- **Exercise**
Report each line of the data that includes the word "AsRef".

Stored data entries
<<<<
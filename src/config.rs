use std::collections::HashMap;
use std::fs;
use std::path::Path;
use std::time::Duration;

use crate::defs::DEFAULT_INTER_ANNOUNCEMENT_DELAY;
use crate::player::{PlayerSettings, SoundDelays};

pub const DEFAULT_CONFIG_PATH: &str = "conf/announcer.conf";

#[derive(Debug, Clone)]
pub struct AnnouncerConfig {
    pub database_url: String,
    pub game_id: Option<String>,
    pub poll_interval: u64,
    pub timeout: u64,
    pub language: String,
    pub voice: Option<String>,
    pub speech_rate: f32,
    pub inter_announcement_delay_ms: u64,
    pub sound_delays: SoundDelays,
    pub speech_program: String,
    pub speech_args: Vec<String>,
    pub announce_backlog: bool,
    pub announce_numbers: bool,
    pub muted: bool,
    pub log_level: String,
}

impl Default for AnnouncerConfig {
    fn default() -> Self {
        Self {
            database_url: "http://127.0.0.1:9000".to_string(),
            game_id: None,
            poll_interval: 2,
            timeout: 30,
            language: "en-IN".to_string(),
            voice: None,
            speech_rate: 1.0,
            inter_announcement_delay_ms: DEFAULT_INTER_ANNOUNCEMENT_DELAY.as_millis() as u64,
            sound_delays: SoundDelays::default(),
            speech_program: "espeak-ng".to_string(),
            speech_args: vec!["-v".to_string(), "{voice}".to_string(), "-s".to_string(), "{rate}".to_string()],
            announce_backlog: false,
            announce_numbers: true,
            muted: false,
            log_level: "info".to_string(),
        }
    }
}

fn parse_bool(value: &str) -> Option<bool> {
    match value.to_ascii_lowercase().as_str() {
        "true" | "yes" | "on" | "1" => Some(true),
        "false" | "no" | "off" | "0" => Some(false),
        _ => None,
    }
}

fn parse_millis(config_map: &HashMap<String, String>, key: &str, default: Duration) -> Duration {
    config_map
        .get(key)
        .and_then(|v| v.parse::<u64>().ok())
        .map(Duration::from_millis)
        .unwrap_or(default)
}

impl AnnouncerConfig {
    pub fn from_file<P: AsRef<Path>>(path: P) -> Result<Self, Box<dyn std::error::Error>> {
        let content = fs::read_to_string(path)?;
        Self::from_str_content(&content)
    }

    pub fn from_str_content(content: &str) -> Result<Self, Box<dyn std::error::Error>> {
        let config_map = parse_config(content)?;
        let defaults = Self::default();

        let database_url = config_map
            .get("database_url")
            .map(|url| url.trim_end_matches('/').to_string())
            .unwrap_or(defaults.database_url);

        let game_id = config_map.get("game_id").filter(|id| !id.is_empty()).cloned();

        let poll_interval = config_map
            .get("poll_interval")
            .and_then(|p| p.parse::<u64>().ok())
            .filter(|p| *p > 0)
            .unwrap_or(defaults.poll_interval);

        let timeout = config_map
            .get("timeout")
            .and_then(|t| t.parse::<u64>().ok())
            .unwrap_or(defaults.timeout);

        let language = config_map.get("language").cloned().unwrap_or(defaults.language);

        let voice = config_map.get("voice").filter(|v| !v.is_empty()).cloned();

        let speech_rate = config_map
            .get("speech_rate")
            .and_then(|r| r.parse::<f32>().ok())
            .filter(|r| *r > 0.0)
            .unwrap_or(defaults.speech_rate);

        let inter_announcement_delay_ms = config_map
            .get("inter_announcement_delay_ms")
            .and_then(|d| d.parse::<u64>().ok())
            .unwrap_or(defaults.inter_announcement_delay_ms);

        let sound_delays = SoundDelays {
            win: parse_millis(&config_map, "sound_delay_win_ms", defaults.sound_delays.win),
            jackpot: parse_millis(&config_map, "sound_delay_jackpot_ms", defaults.sound_delays.jackpot),
            fanfare: parse_millis(&config_map, "sound_delay_fanfare_ms", defaults.sound_delays.fanfare),
            applause: parse_millis(&config_map, "sound_delay_applause_ms", defaults.sound_delays.applause),
        };

        let speech_program = config_map.get("speech_program").cloned().unwrap_or(defaults.speech_program);

        let speech_args = config_map
            .get("speech_args")
            .map(|args| args.split_whitespace().map(str::to_string).collect())
            .unwrap_or(defaults.speech_args);

        let announce_backlog = config_map
            .get("announce_backlog")
            .and_then(|b| parse_bool(b))
            .unwrap_or(defaults.announce_backlog);

        let announce_numbers = config_map
            .get("announce_numbers")
            .and_then(|b| parse_bool(b))
            .unwrap_or(defaults.announce_numbers);

        let muted = config_map.get("muted").and_then(|b| parse_bool(b)).unwrap_or(defaults.muted);

        let log_level = config_map.get("log_level").cloned().unwrap_or(defaults.log_level);

        Ok(AnnouncerConfig {
            database_url,
            game_id,
            poll_interval,
            timeout,
            language,
            voice,
            speech_rate,
            inter_announcement_delay_ms,
            sound_delays,
            speech_program,
            speech_args,
            announce_backlog,
            announce_numbers,
            muted,
            log_level,
        })
    }

    pub fn load_or_default() -> Self {
        Self::load_from_or_default(DEFAULT_CONFIG_PATH)
    }

    pub fn load_from_or_default<P: AsRef<Path>>(config_path: P) -> Self {
        let config_path = config_path.as_ref();
        match Self::from_file(config_path) {
            Ok(config) => {
                log::info!("Loaded announcer configuration from {}", config_path.display());
                config
            }
            Err(e) => {
                log::warn!("Could not load config from {}: {}. Using defaults.", config_path.display(), e);
                Self::default()
            }
        }
    }

    pub fn inter_announcement_delay(&self) -> Duration {
        Duration::from_millis(self.inter_announcement_delay_ms)
    }

    pub fn player_settings(&self) -> PlayerSettings {
        PlayerSettings {
            language: self.language.clone(),
            preferred_voice: self.voice.clone(),
            rate: self.speech_rate,
            sound_delays: self.sound_delays.clone(),
        }
    }
}

fn parse_config(content: &str) -> Result<HashMap<String, String>, Box<dyn std::error::Error>> {
    let mut config = HashMap::new();

    for (line_no, line) in content.lines().enumerate() {
        let line = line.trim();

        // Skip empty lines and comments
        if line.is_empty() || line.starts_with('#') {
            continue;
        }

        // Parse key = value pairs
        match line.split_once('=') {
            Some((key, value)) => {
                let key = key.trim().to_string();
                let value = value.trim().to_string();
                config.insert(key, value);
            }
            None => return Err(format!("line {}: expected 'key = value', got '{}'", line_no + 1, line).into()),
        }
    }

    Ok(config)
}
>>>>
- **Solution to this problem**
    pub fn from_file<P: AsRef<Path>>(path: P) -> Result<Self, Box<dyn std::error::Error>> {
    pub fn load_from_or_default<P: AsRef<Path>>(config_path: P) -> Self {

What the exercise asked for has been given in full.